• **Task description**:
Set out exactly, line by line, the stretch of data below that begins at the line containing "assert_eq!(result.raw_data(), Some(&vec![1, 2]));" and ends at the line containing "pub mod summary;", with both ends kept.
* * * *
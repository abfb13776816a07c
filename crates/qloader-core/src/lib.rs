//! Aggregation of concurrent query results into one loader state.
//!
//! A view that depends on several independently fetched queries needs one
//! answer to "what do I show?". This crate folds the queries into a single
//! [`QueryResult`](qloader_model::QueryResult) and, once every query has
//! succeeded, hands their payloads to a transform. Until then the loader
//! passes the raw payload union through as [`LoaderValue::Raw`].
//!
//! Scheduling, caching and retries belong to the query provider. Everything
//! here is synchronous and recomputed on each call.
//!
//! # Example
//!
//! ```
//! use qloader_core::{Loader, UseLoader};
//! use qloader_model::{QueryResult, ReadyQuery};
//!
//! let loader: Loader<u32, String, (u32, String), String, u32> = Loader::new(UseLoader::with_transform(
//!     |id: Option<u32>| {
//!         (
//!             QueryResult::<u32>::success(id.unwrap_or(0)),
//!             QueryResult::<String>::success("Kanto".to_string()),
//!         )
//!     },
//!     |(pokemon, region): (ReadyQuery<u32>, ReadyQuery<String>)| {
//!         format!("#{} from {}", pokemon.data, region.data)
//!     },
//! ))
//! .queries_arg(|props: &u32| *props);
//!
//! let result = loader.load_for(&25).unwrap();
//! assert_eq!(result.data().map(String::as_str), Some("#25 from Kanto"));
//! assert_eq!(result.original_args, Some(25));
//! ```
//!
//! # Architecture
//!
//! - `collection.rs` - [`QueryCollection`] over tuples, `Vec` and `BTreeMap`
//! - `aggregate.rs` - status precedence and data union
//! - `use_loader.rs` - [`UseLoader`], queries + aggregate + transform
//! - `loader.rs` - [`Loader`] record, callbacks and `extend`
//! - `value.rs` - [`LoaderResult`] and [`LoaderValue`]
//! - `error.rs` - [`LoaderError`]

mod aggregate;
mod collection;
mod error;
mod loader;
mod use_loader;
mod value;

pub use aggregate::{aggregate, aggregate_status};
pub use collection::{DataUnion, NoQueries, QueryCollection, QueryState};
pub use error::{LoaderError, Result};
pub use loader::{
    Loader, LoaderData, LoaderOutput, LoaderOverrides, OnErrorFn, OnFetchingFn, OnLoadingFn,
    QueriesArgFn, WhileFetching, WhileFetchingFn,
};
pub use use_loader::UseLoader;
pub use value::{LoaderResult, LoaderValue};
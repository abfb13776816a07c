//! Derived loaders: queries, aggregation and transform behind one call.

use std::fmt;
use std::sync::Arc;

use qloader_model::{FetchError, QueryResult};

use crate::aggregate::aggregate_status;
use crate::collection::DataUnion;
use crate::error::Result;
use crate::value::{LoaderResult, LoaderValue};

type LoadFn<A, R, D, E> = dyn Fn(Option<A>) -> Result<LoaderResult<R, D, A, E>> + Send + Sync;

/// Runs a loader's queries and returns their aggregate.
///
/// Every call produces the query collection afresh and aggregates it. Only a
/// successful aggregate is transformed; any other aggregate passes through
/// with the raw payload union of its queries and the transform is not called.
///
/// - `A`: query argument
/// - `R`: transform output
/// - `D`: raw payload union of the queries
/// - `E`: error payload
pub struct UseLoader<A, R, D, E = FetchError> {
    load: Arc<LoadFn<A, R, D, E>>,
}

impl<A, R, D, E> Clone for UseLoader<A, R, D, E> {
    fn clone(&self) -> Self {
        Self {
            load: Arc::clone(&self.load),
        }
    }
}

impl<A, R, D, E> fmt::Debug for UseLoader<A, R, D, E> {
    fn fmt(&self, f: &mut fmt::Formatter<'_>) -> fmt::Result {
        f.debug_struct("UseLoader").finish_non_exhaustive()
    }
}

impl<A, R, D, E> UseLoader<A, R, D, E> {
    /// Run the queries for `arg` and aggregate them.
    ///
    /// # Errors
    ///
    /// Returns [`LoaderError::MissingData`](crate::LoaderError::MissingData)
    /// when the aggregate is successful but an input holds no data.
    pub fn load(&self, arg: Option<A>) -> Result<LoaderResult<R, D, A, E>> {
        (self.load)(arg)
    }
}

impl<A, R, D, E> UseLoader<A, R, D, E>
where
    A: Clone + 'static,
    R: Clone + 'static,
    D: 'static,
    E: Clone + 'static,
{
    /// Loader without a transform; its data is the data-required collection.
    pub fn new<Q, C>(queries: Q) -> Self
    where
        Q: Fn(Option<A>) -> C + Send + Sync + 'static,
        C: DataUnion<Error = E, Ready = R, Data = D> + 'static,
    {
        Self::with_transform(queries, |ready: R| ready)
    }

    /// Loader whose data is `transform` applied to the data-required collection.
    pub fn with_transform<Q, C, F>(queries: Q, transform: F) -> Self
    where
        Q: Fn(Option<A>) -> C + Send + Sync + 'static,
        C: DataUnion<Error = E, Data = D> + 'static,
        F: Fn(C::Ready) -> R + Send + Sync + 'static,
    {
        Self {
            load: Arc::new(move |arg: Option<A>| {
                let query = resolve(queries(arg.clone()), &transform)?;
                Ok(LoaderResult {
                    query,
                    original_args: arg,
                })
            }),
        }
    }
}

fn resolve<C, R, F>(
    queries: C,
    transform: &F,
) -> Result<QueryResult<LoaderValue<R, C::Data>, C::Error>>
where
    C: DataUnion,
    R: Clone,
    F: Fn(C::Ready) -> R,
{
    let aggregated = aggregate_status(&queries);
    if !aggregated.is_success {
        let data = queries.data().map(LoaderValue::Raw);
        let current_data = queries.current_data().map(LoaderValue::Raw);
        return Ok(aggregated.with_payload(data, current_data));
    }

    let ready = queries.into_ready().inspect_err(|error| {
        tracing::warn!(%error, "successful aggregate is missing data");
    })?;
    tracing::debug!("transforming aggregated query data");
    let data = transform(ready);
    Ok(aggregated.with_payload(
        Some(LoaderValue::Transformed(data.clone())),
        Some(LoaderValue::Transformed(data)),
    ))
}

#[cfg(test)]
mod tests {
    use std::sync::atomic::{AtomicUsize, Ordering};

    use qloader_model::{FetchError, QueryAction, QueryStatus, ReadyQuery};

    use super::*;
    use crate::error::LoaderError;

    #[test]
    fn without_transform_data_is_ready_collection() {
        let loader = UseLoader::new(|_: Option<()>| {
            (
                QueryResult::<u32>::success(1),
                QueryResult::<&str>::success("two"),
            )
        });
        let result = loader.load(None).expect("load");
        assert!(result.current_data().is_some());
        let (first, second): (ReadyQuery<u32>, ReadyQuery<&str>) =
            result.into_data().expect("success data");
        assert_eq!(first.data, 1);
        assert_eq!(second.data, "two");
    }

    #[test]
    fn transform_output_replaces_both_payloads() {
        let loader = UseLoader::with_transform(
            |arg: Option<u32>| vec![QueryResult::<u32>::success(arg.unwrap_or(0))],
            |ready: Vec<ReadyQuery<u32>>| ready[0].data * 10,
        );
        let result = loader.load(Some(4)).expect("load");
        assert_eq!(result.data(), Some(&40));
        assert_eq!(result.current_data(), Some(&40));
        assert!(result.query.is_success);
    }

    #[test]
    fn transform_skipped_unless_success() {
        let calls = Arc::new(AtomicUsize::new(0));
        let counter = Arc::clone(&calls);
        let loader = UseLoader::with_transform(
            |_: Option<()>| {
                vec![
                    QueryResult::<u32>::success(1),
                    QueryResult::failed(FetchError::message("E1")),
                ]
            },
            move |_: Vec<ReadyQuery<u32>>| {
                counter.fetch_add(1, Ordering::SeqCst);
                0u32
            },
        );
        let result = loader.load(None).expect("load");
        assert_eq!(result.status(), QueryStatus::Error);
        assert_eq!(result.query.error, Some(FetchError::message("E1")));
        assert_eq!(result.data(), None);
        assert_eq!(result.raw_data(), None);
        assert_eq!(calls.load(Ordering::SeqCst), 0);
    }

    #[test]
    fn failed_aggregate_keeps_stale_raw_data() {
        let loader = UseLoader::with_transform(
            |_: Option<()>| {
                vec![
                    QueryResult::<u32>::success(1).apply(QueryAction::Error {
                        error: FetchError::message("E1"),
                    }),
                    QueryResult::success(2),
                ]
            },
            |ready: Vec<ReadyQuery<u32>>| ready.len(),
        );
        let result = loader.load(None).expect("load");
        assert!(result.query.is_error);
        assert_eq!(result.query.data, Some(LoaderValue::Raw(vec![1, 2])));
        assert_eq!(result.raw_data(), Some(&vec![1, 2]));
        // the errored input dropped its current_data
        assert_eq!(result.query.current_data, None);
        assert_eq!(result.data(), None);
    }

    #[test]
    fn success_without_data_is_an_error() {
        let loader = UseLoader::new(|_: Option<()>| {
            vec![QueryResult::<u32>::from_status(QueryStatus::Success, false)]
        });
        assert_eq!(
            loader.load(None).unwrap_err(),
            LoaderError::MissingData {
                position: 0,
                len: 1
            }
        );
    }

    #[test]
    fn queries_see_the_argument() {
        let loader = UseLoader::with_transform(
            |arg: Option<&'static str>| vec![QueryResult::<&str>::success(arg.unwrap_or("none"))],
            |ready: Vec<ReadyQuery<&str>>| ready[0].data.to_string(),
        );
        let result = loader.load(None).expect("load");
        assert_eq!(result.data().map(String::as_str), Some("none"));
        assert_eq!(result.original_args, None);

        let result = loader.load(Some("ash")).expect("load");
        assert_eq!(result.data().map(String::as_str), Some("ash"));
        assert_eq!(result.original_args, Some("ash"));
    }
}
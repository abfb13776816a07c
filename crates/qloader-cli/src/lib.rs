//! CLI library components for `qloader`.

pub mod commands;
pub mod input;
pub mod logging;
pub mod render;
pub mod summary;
* * * *
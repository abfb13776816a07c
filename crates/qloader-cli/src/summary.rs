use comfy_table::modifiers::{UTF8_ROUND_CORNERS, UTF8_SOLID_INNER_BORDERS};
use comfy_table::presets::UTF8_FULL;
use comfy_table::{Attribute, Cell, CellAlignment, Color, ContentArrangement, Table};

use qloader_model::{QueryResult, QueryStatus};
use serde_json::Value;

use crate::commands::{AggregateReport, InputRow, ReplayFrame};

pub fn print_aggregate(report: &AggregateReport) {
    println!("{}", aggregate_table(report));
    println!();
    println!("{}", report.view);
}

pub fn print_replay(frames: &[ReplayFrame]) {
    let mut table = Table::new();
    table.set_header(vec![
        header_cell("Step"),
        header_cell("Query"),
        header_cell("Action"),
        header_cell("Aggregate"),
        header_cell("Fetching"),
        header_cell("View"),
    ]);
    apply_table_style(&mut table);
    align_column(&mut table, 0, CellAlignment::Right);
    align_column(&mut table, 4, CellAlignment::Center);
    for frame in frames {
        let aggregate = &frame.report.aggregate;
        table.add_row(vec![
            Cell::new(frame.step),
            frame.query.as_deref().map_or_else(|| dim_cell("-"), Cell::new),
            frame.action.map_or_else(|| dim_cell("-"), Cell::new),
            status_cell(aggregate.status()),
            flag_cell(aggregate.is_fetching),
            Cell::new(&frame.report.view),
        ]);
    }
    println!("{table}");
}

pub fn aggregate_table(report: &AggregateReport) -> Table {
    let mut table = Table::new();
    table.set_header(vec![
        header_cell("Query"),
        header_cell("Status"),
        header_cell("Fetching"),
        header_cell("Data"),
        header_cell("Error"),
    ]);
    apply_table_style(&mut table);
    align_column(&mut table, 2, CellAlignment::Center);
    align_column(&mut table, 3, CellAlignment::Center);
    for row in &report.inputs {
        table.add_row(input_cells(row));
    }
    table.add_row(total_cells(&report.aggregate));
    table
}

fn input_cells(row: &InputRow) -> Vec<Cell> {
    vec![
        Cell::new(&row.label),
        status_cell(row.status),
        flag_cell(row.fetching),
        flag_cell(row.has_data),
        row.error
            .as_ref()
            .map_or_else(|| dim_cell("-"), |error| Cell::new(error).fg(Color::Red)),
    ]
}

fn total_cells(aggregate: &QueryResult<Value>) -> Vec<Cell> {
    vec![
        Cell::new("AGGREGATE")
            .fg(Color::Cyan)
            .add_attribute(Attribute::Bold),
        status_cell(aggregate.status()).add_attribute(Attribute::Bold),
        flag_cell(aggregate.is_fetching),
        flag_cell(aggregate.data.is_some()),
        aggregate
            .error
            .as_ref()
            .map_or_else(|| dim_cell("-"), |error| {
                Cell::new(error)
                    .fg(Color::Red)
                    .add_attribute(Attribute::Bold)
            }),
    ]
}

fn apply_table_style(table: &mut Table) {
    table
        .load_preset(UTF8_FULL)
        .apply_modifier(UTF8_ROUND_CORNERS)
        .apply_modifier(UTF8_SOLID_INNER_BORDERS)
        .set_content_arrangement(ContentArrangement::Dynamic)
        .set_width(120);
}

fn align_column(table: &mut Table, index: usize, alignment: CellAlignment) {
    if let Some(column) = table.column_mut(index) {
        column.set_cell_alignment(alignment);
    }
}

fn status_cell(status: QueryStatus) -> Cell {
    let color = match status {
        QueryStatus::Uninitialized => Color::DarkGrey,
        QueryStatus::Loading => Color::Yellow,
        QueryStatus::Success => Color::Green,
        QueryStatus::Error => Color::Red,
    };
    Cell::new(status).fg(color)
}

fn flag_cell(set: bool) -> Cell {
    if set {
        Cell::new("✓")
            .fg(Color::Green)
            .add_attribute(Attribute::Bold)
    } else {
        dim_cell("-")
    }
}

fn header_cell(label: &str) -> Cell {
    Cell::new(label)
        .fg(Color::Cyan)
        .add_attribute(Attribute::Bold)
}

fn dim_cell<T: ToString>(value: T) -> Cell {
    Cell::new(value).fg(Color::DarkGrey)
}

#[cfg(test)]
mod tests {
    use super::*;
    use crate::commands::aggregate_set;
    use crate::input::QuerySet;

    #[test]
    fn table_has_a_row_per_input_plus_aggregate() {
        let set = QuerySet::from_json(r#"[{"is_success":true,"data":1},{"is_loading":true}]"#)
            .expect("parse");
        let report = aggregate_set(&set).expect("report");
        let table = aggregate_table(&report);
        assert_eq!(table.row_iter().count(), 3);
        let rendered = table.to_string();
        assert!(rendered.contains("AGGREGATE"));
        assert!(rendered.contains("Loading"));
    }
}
* * * *
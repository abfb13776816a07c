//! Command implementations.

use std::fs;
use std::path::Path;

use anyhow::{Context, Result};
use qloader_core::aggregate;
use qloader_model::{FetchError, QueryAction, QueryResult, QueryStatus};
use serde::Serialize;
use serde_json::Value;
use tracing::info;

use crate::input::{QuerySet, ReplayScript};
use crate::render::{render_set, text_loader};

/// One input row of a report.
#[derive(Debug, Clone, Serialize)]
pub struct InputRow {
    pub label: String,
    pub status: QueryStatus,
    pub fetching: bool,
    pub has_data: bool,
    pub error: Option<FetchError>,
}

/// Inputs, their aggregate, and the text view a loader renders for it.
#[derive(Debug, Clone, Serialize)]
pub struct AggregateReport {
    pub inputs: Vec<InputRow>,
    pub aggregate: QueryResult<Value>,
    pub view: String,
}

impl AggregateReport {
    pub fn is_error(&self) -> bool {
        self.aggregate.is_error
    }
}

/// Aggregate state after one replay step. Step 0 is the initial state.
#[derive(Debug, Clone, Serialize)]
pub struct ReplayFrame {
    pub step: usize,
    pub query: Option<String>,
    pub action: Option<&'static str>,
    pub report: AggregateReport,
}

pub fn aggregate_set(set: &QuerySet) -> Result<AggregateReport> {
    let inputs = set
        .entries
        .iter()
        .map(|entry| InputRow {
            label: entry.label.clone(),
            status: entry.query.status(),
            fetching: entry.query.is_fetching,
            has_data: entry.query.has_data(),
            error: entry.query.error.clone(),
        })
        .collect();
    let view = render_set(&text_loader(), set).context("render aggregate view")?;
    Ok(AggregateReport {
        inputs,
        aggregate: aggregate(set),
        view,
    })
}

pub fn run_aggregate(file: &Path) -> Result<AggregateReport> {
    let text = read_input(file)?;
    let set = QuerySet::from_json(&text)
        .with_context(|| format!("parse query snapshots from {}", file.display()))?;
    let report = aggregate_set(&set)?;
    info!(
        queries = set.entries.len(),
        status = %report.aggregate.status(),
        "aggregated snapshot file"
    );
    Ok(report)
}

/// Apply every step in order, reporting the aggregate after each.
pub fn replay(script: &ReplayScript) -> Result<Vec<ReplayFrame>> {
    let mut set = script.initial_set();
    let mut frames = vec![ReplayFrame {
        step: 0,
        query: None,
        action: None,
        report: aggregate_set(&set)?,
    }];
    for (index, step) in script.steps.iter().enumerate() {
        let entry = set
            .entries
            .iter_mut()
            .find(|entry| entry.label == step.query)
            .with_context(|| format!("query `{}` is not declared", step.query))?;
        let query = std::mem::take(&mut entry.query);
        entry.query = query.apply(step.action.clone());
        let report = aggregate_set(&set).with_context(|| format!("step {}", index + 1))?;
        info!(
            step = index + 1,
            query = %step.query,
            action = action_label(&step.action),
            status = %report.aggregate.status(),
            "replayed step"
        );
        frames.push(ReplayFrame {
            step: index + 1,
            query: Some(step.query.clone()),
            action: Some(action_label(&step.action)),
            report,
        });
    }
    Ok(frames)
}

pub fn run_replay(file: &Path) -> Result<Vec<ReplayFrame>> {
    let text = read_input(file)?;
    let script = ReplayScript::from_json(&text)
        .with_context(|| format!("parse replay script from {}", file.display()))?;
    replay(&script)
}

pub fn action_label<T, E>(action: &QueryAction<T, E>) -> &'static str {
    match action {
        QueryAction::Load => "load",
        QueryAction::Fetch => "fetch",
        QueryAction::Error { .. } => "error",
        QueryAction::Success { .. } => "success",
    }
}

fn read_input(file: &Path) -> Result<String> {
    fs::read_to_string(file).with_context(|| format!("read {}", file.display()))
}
* * * *
• **Completed exercise**:
        assert_eq!(result.raw_data(), Some(&vec![1, 2]));
        // the errored input dropped its current_data
        assert_eq!(result.query.current_data, None);
        assert_eq!(result.data(), None);
    }

    #[test]
    fn success_without_data_is_an_error() {
        let loader = UseLoader::new(|_: Option<()>| {
            vec![QueryResult::<u32>::from_status(QueryStatus::Success, false)]
        });
        assert_eq!(
            loader.load(None).unwrap_err(),
            LoaderError::MissingData {
                position: 0,
                len: 1
            }
        );
    }

    #[test]
    fn queries_see_the_argument() {
        let loader = UseLoader::with_transform(
            |arg: Option<&'static str>| vec![QueryResult::<&str>::success(arg.unwrap_or("none"))],
            |ready: Vec<ReadyQuery<&str>>| ready[0].data.to_string(),
        );
        let result = loader.load(None).expect("load");
        assert_eq!(result.data().map(String::as_str), Some("none"));
        assert_eq!(result.original_args, None);

        let result = loader.load(Some("ash")).expect("load");
        assert_eq!(result.data().map(String::as_str), Some("ash"));
        assert_eq!(result.original_args, Some("ash"));
    }
}
repository abfb13776816a07c
filename crates/qloader-cli/src/lib.rs
//! CLI library components for `qloader`.

pub mod commands;
pub mod input;
pub mod logging;
pub mod render;
pub mod summary;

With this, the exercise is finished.